Extracted records:
○ ○ ○

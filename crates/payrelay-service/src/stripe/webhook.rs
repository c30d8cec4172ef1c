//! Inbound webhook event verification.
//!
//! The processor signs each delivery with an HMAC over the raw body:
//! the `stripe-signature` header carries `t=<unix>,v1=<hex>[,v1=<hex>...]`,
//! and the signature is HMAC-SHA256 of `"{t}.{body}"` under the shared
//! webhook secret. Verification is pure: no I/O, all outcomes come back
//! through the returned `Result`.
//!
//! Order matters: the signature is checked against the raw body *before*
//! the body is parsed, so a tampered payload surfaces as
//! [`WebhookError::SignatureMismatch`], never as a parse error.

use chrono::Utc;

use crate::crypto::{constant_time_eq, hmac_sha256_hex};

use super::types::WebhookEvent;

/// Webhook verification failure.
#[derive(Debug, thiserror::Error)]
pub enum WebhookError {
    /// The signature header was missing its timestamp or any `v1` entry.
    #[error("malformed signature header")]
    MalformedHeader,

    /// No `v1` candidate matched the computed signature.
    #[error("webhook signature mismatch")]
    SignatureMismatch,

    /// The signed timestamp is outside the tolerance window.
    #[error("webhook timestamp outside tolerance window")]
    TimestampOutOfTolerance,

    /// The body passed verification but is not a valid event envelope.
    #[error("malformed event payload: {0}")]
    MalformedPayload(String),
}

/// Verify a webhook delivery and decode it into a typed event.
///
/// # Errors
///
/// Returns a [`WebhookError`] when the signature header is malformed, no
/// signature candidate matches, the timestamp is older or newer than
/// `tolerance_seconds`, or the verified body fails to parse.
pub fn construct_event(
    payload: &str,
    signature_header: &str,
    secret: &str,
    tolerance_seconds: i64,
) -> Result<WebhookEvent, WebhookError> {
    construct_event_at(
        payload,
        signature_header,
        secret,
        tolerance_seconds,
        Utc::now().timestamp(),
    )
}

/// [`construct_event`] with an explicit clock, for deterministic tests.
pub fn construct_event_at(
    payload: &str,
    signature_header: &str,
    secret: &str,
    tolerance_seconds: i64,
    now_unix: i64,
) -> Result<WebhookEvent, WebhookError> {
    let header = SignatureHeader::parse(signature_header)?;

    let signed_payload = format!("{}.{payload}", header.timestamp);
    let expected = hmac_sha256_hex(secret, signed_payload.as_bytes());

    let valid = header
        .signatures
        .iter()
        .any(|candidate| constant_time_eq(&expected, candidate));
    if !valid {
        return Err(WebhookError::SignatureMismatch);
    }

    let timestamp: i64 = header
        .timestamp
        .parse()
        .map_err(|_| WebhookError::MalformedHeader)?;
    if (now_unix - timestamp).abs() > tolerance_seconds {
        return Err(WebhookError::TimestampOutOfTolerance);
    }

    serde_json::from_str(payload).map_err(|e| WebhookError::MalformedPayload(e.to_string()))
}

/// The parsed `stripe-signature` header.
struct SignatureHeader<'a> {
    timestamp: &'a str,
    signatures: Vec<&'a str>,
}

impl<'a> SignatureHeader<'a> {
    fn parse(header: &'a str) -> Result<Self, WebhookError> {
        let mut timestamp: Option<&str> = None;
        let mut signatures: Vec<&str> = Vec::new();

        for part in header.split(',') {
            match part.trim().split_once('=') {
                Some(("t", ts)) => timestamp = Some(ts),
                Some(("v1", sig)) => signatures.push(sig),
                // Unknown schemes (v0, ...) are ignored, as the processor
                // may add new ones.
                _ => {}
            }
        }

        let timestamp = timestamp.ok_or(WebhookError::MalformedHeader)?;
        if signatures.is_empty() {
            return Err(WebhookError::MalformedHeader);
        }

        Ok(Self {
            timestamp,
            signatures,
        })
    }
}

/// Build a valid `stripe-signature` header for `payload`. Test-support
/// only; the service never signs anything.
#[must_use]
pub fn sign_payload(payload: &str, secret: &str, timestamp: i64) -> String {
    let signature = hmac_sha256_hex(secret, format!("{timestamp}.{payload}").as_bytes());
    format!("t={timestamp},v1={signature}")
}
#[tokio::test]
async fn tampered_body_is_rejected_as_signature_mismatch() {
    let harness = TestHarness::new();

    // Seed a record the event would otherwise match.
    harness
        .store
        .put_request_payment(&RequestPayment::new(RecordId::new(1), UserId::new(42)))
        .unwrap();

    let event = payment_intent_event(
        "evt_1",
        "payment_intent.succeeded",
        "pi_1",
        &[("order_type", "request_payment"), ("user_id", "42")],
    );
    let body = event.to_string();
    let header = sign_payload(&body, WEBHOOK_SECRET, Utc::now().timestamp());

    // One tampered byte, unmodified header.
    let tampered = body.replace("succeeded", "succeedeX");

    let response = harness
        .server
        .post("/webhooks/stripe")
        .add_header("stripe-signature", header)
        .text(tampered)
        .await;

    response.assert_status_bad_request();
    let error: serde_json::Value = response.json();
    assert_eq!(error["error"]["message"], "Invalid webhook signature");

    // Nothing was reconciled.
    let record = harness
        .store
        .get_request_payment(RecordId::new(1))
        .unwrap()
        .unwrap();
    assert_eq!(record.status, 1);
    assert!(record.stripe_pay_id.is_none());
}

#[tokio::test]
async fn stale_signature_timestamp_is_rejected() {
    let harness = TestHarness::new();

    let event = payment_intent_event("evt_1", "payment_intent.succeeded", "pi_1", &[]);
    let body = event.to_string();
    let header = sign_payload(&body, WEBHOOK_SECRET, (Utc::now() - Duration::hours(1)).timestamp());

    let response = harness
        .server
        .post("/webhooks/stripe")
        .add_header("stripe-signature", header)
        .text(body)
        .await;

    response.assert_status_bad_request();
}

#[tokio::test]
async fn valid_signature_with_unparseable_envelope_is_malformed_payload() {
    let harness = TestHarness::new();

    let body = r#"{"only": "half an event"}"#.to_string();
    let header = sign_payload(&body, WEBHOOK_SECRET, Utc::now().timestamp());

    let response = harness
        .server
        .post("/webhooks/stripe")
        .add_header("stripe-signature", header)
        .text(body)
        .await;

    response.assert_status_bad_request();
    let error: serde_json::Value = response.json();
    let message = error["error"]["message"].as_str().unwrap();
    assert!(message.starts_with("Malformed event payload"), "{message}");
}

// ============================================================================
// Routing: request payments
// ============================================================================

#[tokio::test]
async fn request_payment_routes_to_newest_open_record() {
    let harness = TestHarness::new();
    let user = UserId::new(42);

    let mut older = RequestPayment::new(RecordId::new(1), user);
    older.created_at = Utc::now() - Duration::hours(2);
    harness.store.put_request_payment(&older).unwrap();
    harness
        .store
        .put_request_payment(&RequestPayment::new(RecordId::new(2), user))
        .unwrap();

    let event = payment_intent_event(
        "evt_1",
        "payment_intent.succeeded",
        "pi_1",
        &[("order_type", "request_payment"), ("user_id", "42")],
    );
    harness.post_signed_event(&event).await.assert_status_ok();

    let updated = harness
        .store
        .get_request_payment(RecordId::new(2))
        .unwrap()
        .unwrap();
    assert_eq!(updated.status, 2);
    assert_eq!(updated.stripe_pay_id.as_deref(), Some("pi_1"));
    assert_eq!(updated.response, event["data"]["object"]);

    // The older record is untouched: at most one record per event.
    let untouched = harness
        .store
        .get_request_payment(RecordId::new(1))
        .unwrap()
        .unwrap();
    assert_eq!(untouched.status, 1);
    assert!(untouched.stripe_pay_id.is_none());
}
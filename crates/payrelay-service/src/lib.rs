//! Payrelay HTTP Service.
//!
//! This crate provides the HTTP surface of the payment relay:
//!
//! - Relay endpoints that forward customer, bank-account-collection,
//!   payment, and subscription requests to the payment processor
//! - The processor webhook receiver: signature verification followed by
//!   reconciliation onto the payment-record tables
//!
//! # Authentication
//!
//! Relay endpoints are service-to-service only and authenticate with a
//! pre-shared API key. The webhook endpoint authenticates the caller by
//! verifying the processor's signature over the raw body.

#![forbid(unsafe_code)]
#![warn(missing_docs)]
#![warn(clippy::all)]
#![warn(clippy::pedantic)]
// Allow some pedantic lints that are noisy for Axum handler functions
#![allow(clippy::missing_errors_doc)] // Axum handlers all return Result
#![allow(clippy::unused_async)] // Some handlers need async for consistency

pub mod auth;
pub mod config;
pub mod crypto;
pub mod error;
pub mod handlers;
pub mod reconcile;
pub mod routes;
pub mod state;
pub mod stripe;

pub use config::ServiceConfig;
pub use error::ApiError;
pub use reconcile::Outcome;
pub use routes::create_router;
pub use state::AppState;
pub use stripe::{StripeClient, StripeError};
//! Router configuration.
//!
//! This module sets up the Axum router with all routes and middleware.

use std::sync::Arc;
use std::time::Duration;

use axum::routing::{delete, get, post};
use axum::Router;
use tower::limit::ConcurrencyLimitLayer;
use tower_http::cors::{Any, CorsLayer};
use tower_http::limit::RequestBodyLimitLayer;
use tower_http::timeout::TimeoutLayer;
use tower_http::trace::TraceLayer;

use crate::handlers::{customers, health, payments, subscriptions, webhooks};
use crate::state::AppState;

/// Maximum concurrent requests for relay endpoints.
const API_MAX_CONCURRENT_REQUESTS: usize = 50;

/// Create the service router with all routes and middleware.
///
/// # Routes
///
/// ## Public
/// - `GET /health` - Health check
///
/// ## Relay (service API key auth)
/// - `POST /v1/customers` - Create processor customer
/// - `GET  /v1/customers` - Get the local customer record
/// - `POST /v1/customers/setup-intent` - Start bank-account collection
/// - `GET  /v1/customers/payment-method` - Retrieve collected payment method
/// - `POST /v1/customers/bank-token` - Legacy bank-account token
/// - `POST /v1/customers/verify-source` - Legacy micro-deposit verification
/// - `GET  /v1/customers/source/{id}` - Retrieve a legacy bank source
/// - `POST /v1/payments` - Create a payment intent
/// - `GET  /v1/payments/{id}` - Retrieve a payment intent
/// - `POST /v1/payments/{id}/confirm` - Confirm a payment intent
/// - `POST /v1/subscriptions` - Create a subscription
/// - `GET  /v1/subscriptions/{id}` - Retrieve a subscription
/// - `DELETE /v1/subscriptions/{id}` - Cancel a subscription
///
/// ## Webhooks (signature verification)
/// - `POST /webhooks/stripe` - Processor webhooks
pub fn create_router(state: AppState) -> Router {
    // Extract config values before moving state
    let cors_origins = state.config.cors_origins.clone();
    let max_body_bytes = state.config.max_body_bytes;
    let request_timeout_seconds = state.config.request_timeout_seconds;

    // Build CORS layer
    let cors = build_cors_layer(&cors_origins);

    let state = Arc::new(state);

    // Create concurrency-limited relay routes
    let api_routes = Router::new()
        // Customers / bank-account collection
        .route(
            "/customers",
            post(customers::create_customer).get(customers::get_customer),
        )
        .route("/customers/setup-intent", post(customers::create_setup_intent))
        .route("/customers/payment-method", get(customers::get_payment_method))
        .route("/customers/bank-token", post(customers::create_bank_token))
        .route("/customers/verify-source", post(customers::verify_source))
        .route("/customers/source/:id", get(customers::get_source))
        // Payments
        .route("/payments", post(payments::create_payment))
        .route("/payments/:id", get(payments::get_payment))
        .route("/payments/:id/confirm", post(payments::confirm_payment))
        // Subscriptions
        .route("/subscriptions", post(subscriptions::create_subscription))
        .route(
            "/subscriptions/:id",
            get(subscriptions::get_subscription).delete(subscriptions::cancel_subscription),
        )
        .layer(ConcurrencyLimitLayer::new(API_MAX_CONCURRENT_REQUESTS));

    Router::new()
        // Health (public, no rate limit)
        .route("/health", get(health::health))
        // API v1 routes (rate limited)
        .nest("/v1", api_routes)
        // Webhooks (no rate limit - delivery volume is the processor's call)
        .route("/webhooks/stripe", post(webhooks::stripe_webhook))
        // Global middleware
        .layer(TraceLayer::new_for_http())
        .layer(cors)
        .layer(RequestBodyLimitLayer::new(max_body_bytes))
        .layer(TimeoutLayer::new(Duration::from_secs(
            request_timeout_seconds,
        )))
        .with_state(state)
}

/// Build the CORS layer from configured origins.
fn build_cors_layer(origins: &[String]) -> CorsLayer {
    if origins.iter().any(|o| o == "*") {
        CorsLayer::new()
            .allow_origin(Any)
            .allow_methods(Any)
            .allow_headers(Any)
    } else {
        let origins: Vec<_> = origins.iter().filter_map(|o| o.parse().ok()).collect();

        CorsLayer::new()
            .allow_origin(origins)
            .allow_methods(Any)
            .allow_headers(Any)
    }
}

○ ○ ○

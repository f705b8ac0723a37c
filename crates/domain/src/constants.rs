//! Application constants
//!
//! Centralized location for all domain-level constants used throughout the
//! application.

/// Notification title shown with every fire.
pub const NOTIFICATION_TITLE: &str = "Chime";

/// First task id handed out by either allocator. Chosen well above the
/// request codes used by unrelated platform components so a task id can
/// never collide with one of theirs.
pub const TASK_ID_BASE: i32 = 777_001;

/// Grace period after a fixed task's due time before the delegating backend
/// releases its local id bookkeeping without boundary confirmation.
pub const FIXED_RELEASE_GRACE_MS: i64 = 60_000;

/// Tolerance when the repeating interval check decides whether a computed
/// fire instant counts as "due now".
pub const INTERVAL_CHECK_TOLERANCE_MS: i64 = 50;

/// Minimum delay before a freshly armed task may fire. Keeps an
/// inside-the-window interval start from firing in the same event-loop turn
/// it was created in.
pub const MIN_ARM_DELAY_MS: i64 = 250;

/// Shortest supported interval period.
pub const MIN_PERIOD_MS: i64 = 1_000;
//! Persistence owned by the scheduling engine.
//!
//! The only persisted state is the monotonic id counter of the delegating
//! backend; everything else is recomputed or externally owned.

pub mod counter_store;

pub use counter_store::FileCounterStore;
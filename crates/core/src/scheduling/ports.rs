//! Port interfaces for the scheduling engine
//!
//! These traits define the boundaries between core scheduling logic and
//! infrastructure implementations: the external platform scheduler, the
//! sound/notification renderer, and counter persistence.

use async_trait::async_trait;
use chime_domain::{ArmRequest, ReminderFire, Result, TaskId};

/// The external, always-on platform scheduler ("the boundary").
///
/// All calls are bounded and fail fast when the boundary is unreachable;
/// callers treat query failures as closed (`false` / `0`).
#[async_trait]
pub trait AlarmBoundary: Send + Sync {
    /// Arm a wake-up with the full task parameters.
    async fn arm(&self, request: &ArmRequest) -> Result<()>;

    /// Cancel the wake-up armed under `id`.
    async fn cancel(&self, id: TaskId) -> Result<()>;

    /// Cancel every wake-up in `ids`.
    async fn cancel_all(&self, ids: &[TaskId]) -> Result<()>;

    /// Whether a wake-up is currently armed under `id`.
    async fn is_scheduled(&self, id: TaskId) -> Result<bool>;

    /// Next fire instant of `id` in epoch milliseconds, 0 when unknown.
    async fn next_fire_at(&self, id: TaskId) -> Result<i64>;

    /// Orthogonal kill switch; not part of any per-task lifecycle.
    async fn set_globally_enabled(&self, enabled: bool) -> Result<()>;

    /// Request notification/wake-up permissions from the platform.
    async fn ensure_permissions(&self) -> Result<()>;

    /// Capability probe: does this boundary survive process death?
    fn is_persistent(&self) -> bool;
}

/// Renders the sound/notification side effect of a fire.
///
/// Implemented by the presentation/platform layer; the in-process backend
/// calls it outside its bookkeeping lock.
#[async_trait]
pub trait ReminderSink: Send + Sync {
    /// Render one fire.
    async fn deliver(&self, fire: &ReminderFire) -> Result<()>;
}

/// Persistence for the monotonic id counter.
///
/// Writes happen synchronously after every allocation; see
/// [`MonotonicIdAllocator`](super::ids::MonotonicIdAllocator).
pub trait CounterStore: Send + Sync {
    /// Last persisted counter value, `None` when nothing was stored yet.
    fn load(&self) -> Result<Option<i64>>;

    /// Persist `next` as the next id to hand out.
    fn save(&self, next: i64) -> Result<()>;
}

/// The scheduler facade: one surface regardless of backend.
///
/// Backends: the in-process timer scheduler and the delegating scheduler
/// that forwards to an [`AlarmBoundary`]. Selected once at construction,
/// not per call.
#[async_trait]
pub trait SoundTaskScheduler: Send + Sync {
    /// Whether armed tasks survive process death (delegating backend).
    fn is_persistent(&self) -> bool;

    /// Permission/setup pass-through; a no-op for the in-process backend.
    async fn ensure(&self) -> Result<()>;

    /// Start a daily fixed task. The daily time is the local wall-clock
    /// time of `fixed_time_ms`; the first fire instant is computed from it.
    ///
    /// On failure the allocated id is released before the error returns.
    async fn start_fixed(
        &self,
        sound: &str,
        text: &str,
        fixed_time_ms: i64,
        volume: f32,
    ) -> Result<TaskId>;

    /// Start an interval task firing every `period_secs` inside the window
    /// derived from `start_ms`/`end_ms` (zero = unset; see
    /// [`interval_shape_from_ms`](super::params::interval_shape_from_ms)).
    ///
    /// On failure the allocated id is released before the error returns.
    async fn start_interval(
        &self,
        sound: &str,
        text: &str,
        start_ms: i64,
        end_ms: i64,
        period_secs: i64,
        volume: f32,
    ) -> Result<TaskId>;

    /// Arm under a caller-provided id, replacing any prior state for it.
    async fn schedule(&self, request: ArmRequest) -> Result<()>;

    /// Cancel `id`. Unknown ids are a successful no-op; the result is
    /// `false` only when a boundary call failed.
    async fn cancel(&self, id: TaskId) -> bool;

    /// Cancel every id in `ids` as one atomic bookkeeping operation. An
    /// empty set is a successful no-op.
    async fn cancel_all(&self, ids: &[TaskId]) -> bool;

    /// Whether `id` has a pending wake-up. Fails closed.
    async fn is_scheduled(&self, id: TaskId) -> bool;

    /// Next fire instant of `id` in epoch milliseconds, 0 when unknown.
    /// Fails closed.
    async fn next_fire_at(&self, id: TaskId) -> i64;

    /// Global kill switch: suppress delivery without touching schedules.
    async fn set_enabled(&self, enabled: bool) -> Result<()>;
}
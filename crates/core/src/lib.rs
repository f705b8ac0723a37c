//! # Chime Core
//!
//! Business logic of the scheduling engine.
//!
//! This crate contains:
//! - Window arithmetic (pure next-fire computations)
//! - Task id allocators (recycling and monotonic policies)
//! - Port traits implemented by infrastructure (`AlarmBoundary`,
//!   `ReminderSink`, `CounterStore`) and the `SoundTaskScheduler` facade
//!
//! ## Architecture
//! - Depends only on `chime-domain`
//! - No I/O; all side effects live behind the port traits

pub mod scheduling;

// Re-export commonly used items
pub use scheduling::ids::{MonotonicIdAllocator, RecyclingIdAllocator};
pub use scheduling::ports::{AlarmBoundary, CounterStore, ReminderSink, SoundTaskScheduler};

○ ○ ○

▶ **What you have to do**
What is needed is a copy of every line above in which "succeeded" appears.

▶ **Solution below**
        "payment_intent.succeeded",
    let tampered = body.replace("succeeded", "succeedeX");
    let event = payment_intent_event("evt_1", "payment_intent.succeeded", "pi_1", &[]);
        "payment_intent.succeeded",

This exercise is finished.